Researchers have designed a novel biosensor capable of detecting trace amounts of organophosphorous pesticides in food and environmental samples1. The researchers produced their device by modifying a gold electrode with a nanocomposite coated with adult rat brain protein.
Organophosphorous pesticides can inhibit the activity of an important enzyme acetylcholinestarase (AChE) in the brain and shoot up the neurotransmitter acetylcholine leading to exhaustion and paralysis of brain cells. It is therefore important to monitor levels of organophosphorous pesticides in food and environmental samples.
Existing sensors have several drawbacks, including low sensitivity, low storage stability and lack of reusability. The researchers tried to overcome these by producing a nanocomposite from zinc sulphide nanoparticles and polyindole. They coated the nanocomposite with AChE isolated from adult rat brain.
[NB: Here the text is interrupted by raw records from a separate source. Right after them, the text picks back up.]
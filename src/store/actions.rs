//! The action bus.

use std::sync::Arc;

use futures::channel::mpsc::{self, UnboundedReceiver, UnboundedSender};
use futures::future;
use futures::stream::{Stream, StreamExt};
use parking_lot::Mutex;

/// Broadcasts dispatched actions to every live subscriber.
///
/// Unlike [`Store`](super::Store) there is no current value: a subscriber
/// only sees actions dispatched after it subscribed. Clones share the bus.
///
/// # Examples
///
/// ```rust
/// use futures::executor::block_on;
/// use futures::StreamExt;
/// use ngry::store::Actions;
///
/// #[derive(Clone, Debug, PartialEq)]
/// enum Action {
///     Load(u32),
///     Reset,
/// }
///
/// let actions = Actions::new();
/// let loads = actions.of(|action: &Action| match action {
///     Action::Load(id) => Some(*id),
///     Action::Reset => None,
/// });
///
/// actions.dispatch(Action::Load(1));
/// actions.dispatch(Action::Reset);
/// actions.dispatch(Action::Load(2));
/// drop(actions);
///
/// assert_eq!(block_on(loads.collect::<Vec<_>>()), vec![1, 2]);
/// ```
pub struct Actions<A> {
    subscribers: Arc<Mutex<Vec<UnboundedSender<A>>>>,
}

impl<A: Clone> Actions<A> {
    /// Creates a bus with no subscribers.
    #[must_use]
    pub fn new() -> Self {
        Self {
            subscribers: Arc::new(Mutex::new(Vec::new())),
        }
    }

    /// Sends `action` to every subscriber.
    pub fn dispatch(&self, action: A) {
        let mut subscribers = self.subscribers.lock();
        subscribers.retain(|subscriber| subscriber.unbounded_send(action.clone()).is_ok());
        tracing::trace!(subscribers = subscribers.len(), "action dispatched");
    }

    /// Returns a function that dispatches to this bus.
    pub fn dispatcher(&self) -> impl Fn(A) + Clone + use<A> {
        let actions = self.clone();
        move |action| actions.dispatch(action)
    }

    /// Subscribes to every action dispatched from now on.
    ///
    /// The stream ends once every handle to the bus has been dropped.
    #[must_use]
    pub fn stream(&self) -> UnboundedReceiver<A> {
        let (sender, receiver) = mpsc::unbounded();
        self.subscribers.lock().push(sender);
        receiver
    }

    /// Subscribes to the actions `projection` accepts, yielding what it
    /// extracts from them.
    pub fn of<B, F>(&self, projection: F) -> impl Stream<Item = B> + use<A, B, F>
    where
        F: Fn(&A) -> Option<B>,
    {
        self.stream()
            .filter_map(move |action| future::ready(projection(&action)))
    }
}

impl<A: Clone> Default for Actions<A> {
    fn default() -> Self {
        Self::new()
    }
}

impl<A> Clone for Actions<A> {
    fn clone(&self) -> Self {
        Self {
            subscribers: Arc::clone(&self.subscribers),
        }
    }
}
They modified gold wire with the resulting AChE-coated nanocomposite to yield the biosensor and compared its efficacy with standard wire electrodes made from silver and platinum.
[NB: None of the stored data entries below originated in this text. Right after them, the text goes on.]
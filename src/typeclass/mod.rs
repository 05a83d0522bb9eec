//! Type class traits for the context types in this crate.
//!
//! - [`TypeConstructor`]: higher-kinded type emulation through GATs
//! - [`Functor`]: mapping over a context's value
//! - [`Applicative`]: lifting values and combining independent contexts
//! - [`Monad`]: sequencing dependent computations
//!
//! They are implemented for `Option` and for
//! [`TaskState`](crate::rx::TaskState), so generic code can chain task states
//! the same way it chains optional values.
//!
//! # Examples
//!
//! ```rust
//! use ngry::typeclass::{Functor, Monad};
//!
//! let value = Some(2).fmap(|n| n + 1).flat_map(|n| Some(n * 10));
//! assert_eq!(value, Some(30));
//! ```

mod applicative;
mod functor;
mod higher;
mod monad;

pub use applicative::Applicative;
pub use functor::Functor;
pub use higher::TypeConstructor;
pub use monad::Monad;
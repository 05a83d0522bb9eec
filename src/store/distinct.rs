//! Consecutive-duplicate suppression for streams.

use futures::future;
use futures::stream::{Stream, StreamExt};

/// Yields an item only when it differs from the previously yielded one.
///
/// # Examples
///
/// ```rust
/// use futures::executor::block_on;
/// use futures::stream;
/// use futures::StreamExt;
/// use ngry::store::distinct_until_changed;
///
/// let items: Vec<i32> =
///     block_on(distinct_until_changed(stream::iter([1, 1, 2, 2, 1])).collect());
///
/// assert_eq!(items, vec![1, 2, 1]);
/// ```
pub fn distinct_until_changed<S>(stream: S) -> impl Stream<Item = S::Item>
where
    S: Stream,
    S::Item: PartialEq + Clone,
{
    let mut last: Option<S::Item> = None;

    stream.filter_map(move |item| {
        let changed = last.as_ref() != Some(&item);
        if changed {
            last = Some(item.clone());
        }
        future::ready(changed.then_some(item))
    })
}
Through electrochemical studies on two organophosphorous pesticides, they found that although the biosensor effectively detected both pesticides, it was particularly sensitive to malathion.
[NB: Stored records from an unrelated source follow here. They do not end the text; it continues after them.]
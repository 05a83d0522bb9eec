//! Language resolution and guards.
//!
//! A resolver turns any requested language into one the application can use.
//! Guards are single resolution steps; [`DefaultLanguageResolver`] combines
//! the mapping step with the supported-language fallback.

use std::collections::BTreeSet;

use super::language::Language;
use super::mapping::LanguageMapping;

/// Rewrites a requested language.
///
/// Implemented for every `Fn(&Language) -> Language`.
pub trait LanguageResolver: Send + Sync {
    /// Returns the language to use for a request of `language`.
    fn resolve(&self, language: &Language) -> Language;
}

impl<F> LanguageResolver for F
where
    F: Fn(&Language) -> Language + Send + Sync,
{
    fn resolve(&self, language: &Language) -> Language {
        self(language)
    }
}

/// Mapping first, then the language itself when supported, otherwise the
/// default.
///
/// # Examples
///
/// ```rust
/// use ngry::translate::{
///     DefaultLanguageResolver, Language, LanguageMapping, LanguagePattern, LanguageResolver,
/// };
///
/// let resolver = DefaultLanguageResolver::new(
///     "en",
///     ["en", "uk"],
///     LanguageMapping::new().with("uk", [LanguagePattern::exact("ua")]),
/// );
///
/// assert_eq!(resolver.resolve(&Language::new("ua")), Language::new("uk"));
/// assert_eq!(resolver.resolve(&Language::new("uk")), Language::new("uk"));
/// assert_eq!(resolver.resolve(&Language::new("de")), Language::new("en"));
/// ```
#[derive(Clone, Debug)]
pub struct DefaultLanguageResolver {
    mapping: LanguageMapping,
    supported: SupportedGuard,
}

impl DefaultLanguageResolver {
    /// Creates a resolver.
    pub fn new<I, L>(default: impl Into<Language>, supported: I, mapping: LanguageMapping) -> Self
    where
        I: IntoIterator<Item = L>,
        L: Into<Language>,
    {
        Self {
            mapping,
            supported: SupportedGuard::new(default, supported),
        }
    }
}

impl LanguageResolver for DefaultLanguageResolver {
    fn resolve(&self, language: &Language) -> Language {
        self.mapping
            .map(language)
            .unwrap_or_else(|| self.supported.resolve(language))
    }
}

/// Rewrites a language through a [`LanguageMapping`], leaving unmatched
/// languages unchanged.
#[derive(Clone, Debug)]
pub struct MappingGuard {
    mapping: LanguageMapping,
}

impl MappingGuard {
    /// Creates a guard over `mapping`.
    #[must_use]
    pub const fn new(mapping: LanguageMapping) -> Self {
        Self { mapping }
    }
}

impl LanguageResolver for MappingGuard {
    fn resolve(&self, language: &Language) -> Language {
        self.mapping
            .map(language)
            .unwrap_or_else(|| language.clone())
    }
}

/// Passes supported languages through and replaces the rest with the
/// default.
#[derive(Clone, Debug)]
pub struct SupportedGuard {
    default: Language,
    supported: BTreeSet<Language>,
}

impl SupportedGuard {
    /// Creates a guard.
    pub fn new<I, L>(default: impl Into<Language>, supported: I) -> Self
    where
        I: IntoIterator<Item = L>,
        L: Into<Language>,
    {
        Self {
            default: default.into(),
            supported: supported.into_iter().map(Into::into).collect(),
        }
    }
}

impl LanguageResolver for SupportedGuard {
    fn resolve(&self, language: &Language) -> Language {
        if self.supported.contains(language) {
            language.clone()
        } else {
            self.default.clone()
        }
    }
}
The biosensor was capable of detecting the pesticides even in the presence of interfering heavy metals such as zinc, copper, cadmium, nickel, iron and lead. The biosensor lost 50% of its initial current response when stored at 40 °C for 60 days, which is an improvement over earlier devices.
"This biosensor could be used for the direct detection of pesticides in samples such as soil, vegetables, milk and water," says lead researcher C. S. Pundir.